Assignment ▸
Please write out, exactly as given, every line of the entries below up to and including the line with "the traits in".

Entries supplied ▸
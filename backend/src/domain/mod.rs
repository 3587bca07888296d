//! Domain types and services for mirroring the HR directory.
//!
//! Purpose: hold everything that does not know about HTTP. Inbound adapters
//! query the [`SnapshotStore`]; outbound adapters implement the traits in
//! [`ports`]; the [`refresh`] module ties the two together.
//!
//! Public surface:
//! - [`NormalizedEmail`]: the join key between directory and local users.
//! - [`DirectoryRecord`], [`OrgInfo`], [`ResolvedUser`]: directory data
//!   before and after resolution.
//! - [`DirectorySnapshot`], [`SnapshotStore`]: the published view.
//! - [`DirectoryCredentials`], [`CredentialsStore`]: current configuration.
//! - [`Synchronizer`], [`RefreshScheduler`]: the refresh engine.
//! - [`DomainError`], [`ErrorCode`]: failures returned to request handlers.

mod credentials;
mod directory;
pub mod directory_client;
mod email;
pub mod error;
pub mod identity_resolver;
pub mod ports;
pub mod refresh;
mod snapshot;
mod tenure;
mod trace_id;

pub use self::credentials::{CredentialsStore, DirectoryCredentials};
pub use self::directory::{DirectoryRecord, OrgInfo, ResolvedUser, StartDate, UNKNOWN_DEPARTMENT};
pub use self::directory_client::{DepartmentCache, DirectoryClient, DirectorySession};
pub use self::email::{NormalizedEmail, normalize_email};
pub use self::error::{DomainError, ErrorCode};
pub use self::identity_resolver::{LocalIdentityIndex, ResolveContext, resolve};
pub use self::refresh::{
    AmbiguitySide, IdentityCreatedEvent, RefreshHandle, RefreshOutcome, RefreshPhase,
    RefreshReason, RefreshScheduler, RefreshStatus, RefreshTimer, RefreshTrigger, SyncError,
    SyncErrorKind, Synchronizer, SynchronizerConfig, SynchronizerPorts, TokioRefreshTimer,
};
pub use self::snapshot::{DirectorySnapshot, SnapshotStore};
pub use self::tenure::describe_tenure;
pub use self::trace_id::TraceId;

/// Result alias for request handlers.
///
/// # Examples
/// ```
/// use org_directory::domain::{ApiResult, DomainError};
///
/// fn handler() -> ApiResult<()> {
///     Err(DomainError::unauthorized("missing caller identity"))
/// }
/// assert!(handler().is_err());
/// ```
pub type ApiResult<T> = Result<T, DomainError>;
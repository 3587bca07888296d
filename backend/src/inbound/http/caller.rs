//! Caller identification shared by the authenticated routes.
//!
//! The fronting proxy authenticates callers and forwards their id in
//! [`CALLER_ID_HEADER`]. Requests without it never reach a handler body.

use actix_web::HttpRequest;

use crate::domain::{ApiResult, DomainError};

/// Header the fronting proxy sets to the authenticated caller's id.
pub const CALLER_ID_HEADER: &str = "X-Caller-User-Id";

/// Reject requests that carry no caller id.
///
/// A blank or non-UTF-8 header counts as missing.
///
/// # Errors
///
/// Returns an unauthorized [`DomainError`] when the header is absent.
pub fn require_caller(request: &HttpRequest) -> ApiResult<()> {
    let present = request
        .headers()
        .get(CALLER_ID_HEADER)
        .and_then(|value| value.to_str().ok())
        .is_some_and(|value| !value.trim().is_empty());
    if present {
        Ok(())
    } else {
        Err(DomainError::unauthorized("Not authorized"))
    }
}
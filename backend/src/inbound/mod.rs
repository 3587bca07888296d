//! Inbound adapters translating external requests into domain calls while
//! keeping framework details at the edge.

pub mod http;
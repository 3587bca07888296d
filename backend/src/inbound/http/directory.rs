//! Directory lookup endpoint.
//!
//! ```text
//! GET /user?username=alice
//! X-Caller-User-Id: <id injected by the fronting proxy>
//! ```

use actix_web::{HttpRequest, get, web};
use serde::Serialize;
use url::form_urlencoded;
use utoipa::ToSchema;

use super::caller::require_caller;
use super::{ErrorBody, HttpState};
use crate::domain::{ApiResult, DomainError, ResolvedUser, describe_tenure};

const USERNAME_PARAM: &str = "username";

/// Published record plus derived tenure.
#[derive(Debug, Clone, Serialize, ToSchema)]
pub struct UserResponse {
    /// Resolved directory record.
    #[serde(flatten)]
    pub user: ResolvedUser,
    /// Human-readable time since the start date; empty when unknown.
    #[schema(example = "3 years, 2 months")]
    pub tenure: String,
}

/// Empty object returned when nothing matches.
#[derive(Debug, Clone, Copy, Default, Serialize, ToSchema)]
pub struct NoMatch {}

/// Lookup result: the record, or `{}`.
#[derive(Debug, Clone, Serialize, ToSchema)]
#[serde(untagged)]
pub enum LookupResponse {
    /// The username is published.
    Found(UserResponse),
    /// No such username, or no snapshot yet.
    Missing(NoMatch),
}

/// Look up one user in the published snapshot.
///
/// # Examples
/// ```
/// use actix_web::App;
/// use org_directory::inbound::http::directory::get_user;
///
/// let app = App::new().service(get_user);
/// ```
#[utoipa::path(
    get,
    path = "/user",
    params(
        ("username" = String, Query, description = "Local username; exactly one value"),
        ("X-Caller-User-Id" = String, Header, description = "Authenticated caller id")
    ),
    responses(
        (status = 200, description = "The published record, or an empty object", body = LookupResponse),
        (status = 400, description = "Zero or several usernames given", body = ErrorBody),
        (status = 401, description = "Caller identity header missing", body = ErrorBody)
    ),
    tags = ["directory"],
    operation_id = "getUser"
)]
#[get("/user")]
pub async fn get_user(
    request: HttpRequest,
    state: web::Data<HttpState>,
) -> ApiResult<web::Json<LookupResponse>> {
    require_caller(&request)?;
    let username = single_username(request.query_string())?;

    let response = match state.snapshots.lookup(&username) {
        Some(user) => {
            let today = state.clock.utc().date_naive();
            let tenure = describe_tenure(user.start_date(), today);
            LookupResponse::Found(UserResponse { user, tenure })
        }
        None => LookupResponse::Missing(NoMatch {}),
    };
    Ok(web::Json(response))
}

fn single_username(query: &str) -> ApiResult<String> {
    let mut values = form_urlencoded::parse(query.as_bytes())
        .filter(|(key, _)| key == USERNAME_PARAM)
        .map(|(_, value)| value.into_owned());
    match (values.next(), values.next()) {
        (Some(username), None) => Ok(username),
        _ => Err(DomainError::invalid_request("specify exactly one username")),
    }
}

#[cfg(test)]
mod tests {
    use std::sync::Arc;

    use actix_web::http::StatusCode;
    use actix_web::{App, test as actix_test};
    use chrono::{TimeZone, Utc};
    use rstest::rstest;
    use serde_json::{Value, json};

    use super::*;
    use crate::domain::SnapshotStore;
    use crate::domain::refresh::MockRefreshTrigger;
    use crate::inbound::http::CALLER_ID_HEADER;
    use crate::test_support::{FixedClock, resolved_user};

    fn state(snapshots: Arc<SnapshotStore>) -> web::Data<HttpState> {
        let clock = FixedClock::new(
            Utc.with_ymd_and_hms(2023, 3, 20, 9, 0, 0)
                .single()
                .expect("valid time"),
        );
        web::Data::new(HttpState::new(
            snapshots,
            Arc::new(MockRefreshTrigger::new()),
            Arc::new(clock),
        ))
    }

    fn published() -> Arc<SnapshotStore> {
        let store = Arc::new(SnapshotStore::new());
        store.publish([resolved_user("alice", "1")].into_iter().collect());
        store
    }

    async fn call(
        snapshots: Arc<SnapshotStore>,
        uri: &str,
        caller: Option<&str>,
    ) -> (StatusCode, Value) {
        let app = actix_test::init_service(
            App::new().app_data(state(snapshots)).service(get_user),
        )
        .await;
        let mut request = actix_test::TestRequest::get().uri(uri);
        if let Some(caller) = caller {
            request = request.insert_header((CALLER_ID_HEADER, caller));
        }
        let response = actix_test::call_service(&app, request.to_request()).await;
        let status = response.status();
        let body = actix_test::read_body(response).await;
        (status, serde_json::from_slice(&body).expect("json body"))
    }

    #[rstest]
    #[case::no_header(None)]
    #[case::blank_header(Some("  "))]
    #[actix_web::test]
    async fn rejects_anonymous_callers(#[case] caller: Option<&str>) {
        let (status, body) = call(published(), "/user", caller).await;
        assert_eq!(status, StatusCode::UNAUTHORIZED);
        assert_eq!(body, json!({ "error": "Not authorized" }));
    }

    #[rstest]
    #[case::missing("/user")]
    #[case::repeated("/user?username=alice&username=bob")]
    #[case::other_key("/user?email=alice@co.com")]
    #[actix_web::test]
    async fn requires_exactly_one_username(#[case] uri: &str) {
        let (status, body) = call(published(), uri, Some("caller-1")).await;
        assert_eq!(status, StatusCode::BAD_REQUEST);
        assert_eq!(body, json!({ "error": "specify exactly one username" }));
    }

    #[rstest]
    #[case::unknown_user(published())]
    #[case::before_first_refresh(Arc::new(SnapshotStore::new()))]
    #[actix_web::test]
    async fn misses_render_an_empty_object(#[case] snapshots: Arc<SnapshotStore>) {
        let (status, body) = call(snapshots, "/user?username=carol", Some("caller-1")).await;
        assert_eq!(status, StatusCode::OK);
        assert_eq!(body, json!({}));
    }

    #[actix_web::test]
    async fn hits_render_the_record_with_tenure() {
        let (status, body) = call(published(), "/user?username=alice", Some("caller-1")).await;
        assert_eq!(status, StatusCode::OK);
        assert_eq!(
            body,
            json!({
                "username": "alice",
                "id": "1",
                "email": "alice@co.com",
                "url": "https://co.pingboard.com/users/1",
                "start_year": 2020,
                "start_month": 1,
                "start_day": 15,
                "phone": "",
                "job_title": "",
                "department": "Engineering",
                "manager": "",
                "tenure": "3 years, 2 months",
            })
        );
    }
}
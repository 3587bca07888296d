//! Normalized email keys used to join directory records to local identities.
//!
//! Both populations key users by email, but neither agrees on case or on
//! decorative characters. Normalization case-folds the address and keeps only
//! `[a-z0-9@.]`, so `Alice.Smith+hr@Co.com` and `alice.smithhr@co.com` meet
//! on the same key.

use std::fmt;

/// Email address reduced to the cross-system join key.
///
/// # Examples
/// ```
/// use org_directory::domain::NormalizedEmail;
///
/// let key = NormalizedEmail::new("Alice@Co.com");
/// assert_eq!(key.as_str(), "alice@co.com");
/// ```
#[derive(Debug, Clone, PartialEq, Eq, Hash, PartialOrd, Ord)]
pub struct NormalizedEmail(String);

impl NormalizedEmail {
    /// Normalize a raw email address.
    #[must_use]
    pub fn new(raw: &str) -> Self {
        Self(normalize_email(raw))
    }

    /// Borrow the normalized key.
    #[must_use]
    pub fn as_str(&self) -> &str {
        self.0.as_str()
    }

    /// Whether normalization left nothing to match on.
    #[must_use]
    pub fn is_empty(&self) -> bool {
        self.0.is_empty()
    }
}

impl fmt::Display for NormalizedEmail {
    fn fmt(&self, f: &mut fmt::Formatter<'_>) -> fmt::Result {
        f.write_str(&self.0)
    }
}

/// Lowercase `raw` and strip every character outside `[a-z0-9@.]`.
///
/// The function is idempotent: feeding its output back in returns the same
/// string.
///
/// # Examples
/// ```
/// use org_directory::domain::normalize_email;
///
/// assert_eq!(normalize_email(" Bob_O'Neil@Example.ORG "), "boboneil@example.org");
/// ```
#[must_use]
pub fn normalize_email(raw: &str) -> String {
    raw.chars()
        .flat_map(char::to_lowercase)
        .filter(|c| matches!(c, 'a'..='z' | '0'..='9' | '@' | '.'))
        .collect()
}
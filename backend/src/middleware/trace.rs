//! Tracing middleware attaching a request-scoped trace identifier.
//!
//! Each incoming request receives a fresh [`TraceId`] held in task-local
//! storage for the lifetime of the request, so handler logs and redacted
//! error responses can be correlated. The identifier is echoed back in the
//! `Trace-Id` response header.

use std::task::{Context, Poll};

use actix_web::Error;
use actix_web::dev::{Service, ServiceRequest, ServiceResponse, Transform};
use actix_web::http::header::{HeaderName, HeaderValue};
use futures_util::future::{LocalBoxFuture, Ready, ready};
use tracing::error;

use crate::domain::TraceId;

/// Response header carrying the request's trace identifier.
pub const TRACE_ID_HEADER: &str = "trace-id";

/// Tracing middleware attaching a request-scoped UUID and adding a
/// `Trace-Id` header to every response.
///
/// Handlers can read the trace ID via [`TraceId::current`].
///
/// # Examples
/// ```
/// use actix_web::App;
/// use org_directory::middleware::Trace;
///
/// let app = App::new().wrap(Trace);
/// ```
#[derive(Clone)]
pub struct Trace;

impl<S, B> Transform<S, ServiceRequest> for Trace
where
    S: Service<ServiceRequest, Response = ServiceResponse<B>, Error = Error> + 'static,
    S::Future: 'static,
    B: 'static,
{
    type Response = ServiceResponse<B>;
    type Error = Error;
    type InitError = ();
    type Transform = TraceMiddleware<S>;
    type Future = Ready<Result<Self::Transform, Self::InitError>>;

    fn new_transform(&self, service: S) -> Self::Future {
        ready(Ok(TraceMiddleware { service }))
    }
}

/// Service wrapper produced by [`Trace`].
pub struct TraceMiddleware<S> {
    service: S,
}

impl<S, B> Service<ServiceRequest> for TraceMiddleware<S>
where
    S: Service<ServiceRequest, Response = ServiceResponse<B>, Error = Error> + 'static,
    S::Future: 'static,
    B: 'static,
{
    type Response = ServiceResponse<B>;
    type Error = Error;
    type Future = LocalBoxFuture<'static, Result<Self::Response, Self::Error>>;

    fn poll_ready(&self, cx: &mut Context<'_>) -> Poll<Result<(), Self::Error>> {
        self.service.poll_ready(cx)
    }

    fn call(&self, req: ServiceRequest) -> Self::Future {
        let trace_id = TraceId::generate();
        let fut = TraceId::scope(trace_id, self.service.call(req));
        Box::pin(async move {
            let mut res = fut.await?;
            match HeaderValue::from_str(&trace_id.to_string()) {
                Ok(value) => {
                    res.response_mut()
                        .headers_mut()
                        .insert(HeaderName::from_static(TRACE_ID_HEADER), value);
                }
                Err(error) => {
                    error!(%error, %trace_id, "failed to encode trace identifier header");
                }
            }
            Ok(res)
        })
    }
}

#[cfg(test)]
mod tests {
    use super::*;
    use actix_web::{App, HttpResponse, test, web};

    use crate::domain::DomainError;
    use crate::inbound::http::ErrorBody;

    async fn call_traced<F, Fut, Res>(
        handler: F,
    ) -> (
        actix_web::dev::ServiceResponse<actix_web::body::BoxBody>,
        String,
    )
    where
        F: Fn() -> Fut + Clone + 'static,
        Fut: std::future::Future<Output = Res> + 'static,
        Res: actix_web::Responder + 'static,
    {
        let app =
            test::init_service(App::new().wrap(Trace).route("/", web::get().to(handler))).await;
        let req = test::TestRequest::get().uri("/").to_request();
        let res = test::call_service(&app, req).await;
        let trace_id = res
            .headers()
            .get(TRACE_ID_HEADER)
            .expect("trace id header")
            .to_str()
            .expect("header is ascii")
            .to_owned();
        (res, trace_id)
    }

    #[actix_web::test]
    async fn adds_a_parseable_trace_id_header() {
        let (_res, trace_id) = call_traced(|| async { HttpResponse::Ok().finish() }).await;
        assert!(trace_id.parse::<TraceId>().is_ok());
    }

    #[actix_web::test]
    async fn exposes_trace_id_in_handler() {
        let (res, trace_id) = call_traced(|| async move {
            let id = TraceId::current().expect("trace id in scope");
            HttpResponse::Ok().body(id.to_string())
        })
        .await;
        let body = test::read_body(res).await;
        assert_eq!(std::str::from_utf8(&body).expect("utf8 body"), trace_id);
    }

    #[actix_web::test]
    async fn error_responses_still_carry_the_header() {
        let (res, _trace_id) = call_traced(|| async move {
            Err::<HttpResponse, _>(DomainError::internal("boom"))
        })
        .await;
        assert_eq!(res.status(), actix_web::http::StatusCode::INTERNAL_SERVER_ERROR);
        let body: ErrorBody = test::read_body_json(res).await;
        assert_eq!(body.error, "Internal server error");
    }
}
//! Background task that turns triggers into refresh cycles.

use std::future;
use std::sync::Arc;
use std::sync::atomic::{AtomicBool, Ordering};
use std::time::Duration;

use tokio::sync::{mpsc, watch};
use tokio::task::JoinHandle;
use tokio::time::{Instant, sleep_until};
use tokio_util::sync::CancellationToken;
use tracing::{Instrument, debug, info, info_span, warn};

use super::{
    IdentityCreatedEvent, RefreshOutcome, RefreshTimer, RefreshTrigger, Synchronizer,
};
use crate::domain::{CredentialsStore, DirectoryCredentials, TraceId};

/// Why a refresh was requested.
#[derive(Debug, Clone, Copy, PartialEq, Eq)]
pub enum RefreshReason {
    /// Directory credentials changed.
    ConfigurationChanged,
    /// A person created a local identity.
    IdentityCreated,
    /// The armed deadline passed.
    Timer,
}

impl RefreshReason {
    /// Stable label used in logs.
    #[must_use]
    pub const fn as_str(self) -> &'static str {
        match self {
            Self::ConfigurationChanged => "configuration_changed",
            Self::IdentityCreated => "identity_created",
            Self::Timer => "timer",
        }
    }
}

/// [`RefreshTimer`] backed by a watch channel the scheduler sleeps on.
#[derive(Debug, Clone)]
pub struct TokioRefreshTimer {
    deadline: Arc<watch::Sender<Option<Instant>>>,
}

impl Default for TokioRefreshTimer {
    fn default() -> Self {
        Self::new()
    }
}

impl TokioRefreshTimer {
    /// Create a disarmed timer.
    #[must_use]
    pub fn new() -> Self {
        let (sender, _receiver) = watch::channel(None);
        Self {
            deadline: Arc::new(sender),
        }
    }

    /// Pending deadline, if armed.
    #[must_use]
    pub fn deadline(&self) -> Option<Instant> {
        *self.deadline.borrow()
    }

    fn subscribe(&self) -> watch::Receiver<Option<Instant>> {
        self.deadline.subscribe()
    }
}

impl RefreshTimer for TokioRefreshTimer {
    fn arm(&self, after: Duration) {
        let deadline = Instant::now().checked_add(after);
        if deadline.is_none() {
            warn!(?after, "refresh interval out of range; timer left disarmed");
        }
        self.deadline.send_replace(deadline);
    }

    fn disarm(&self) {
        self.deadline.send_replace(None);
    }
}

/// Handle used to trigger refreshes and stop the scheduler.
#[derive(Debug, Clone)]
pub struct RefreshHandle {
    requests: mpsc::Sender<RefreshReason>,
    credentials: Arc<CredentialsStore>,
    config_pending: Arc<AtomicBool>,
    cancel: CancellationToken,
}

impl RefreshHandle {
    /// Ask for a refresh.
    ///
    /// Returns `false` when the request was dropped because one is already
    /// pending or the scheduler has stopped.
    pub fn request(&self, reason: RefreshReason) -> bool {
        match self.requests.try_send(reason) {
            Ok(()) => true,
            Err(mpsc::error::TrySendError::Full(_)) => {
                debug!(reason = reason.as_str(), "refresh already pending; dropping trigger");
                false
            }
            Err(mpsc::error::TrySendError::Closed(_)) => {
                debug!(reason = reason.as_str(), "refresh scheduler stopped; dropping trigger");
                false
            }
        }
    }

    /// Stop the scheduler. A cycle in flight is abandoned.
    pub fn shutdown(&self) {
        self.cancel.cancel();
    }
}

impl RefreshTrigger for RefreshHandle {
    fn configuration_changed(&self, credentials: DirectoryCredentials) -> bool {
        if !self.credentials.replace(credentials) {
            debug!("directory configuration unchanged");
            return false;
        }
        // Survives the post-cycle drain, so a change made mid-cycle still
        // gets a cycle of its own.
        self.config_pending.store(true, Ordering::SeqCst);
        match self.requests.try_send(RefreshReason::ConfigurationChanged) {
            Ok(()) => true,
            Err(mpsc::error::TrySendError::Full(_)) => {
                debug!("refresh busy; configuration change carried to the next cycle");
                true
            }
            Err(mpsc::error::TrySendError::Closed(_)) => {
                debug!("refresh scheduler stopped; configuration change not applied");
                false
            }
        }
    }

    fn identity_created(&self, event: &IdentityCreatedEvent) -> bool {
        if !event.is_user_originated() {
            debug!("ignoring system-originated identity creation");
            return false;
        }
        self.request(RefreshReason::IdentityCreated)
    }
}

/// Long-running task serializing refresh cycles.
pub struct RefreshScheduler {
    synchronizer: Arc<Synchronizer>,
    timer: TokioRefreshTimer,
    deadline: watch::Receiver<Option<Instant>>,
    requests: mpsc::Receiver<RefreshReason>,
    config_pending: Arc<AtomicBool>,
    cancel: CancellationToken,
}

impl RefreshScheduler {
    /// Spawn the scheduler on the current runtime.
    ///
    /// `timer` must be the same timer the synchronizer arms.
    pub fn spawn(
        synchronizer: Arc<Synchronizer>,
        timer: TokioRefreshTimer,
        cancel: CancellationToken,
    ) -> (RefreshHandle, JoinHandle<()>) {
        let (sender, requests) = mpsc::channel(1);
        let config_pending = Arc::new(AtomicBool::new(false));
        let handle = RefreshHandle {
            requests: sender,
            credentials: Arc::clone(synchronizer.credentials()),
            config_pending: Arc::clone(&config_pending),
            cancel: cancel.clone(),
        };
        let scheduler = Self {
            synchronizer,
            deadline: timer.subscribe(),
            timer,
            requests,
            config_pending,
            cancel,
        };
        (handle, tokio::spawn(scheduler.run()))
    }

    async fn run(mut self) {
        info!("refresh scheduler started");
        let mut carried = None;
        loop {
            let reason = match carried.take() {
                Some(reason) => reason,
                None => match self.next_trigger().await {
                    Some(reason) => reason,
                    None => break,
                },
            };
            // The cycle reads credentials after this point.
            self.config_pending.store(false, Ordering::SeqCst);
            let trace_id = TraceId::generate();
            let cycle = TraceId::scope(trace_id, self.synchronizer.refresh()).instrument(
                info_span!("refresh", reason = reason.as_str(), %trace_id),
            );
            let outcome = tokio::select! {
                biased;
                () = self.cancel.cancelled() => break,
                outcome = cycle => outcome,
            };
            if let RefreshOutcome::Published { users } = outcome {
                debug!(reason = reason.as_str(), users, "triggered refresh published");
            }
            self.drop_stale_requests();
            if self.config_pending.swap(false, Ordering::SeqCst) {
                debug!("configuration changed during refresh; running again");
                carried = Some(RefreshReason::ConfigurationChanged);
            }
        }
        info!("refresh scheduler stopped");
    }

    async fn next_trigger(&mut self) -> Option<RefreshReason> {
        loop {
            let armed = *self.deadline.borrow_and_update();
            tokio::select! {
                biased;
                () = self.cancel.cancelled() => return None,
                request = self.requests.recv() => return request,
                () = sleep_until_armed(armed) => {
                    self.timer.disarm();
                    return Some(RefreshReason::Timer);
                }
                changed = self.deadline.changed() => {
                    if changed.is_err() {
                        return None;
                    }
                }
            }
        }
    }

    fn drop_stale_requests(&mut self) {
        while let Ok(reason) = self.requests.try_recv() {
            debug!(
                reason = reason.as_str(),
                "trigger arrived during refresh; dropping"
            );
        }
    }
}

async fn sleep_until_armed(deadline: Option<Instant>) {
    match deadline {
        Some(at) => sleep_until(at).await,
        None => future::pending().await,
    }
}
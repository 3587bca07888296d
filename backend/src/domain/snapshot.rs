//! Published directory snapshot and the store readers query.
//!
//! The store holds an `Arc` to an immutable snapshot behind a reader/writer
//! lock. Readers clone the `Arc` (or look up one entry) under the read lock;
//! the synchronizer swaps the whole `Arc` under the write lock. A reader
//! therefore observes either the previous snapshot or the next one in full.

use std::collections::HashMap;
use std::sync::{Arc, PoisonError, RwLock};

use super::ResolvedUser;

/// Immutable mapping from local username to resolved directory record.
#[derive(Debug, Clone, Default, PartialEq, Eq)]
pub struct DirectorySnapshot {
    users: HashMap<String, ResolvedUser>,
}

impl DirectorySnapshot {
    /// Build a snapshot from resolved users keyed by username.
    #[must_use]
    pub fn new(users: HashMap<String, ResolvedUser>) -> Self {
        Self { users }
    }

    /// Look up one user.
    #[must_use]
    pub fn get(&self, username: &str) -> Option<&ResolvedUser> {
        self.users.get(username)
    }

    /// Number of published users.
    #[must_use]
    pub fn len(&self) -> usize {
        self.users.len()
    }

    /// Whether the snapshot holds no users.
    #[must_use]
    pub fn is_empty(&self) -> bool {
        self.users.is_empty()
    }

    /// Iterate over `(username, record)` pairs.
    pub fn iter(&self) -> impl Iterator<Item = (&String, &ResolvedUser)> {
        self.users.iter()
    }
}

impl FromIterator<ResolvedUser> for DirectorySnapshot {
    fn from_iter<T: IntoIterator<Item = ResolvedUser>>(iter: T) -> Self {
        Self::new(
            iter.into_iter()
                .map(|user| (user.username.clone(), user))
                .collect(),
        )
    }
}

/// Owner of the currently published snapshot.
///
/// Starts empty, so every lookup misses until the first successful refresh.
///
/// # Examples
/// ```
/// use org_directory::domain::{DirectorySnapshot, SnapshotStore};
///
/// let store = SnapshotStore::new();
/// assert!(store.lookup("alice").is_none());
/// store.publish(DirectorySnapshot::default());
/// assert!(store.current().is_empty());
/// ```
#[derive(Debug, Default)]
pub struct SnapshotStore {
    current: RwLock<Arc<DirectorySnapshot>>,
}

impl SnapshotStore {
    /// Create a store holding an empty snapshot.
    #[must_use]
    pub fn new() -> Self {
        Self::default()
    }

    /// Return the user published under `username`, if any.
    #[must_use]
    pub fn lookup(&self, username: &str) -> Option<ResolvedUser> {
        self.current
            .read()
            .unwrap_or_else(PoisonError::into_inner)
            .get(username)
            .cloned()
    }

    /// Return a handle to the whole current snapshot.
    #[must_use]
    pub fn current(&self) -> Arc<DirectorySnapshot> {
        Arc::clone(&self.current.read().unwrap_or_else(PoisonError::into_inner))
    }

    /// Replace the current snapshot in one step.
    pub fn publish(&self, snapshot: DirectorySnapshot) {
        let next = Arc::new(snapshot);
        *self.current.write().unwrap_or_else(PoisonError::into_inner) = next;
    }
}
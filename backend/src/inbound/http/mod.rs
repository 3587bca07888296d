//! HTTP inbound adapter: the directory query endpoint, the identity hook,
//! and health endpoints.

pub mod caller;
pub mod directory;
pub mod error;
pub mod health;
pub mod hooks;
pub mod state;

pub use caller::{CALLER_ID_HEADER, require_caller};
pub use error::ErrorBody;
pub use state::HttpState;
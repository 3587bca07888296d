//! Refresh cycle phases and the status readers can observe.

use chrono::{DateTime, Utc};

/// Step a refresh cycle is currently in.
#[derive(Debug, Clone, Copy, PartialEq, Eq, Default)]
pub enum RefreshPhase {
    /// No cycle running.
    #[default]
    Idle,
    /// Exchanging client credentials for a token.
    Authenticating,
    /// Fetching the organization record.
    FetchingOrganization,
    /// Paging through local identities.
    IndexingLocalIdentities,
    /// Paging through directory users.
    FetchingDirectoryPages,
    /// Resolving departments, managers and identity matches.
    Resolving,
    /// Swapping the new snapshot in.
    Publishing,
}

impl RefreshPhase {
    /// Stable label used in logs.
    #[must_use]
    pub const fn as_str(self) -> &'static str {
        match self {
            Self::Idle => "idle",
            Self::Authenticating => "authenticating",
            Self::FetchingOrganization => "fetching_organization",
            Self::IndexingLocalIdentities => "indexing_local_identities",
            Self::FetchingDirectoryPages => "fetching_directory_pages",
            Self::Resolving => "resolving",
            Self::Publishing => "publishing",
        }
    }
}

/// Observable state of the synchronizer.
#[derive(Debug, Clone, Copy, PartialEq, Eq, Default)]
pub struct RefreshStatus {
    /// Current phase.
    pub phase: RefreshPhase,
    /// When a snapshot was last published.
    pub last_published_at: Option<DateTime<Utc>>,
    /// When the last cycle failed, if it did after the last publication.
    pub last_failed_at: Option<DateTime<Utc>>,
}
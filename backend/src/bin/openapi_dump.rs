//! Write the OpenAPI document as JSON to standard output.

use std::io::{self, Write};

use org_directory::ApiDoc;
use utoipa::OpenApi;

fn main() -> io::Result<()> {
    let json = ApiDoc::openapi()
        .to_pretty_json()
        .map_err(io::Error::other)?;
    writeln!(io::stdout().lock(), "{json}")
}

Task result ▸
filename backend/src/domain/mod.rs
repository 3587bca07888296d
//! Domain types and services for mirroring the HR directory.
//!
//! Purpose: hold everything that does not know about HTTP. Inbound adapters
//! query the [`SnapshotStore`]; outbound adapters implement the traits in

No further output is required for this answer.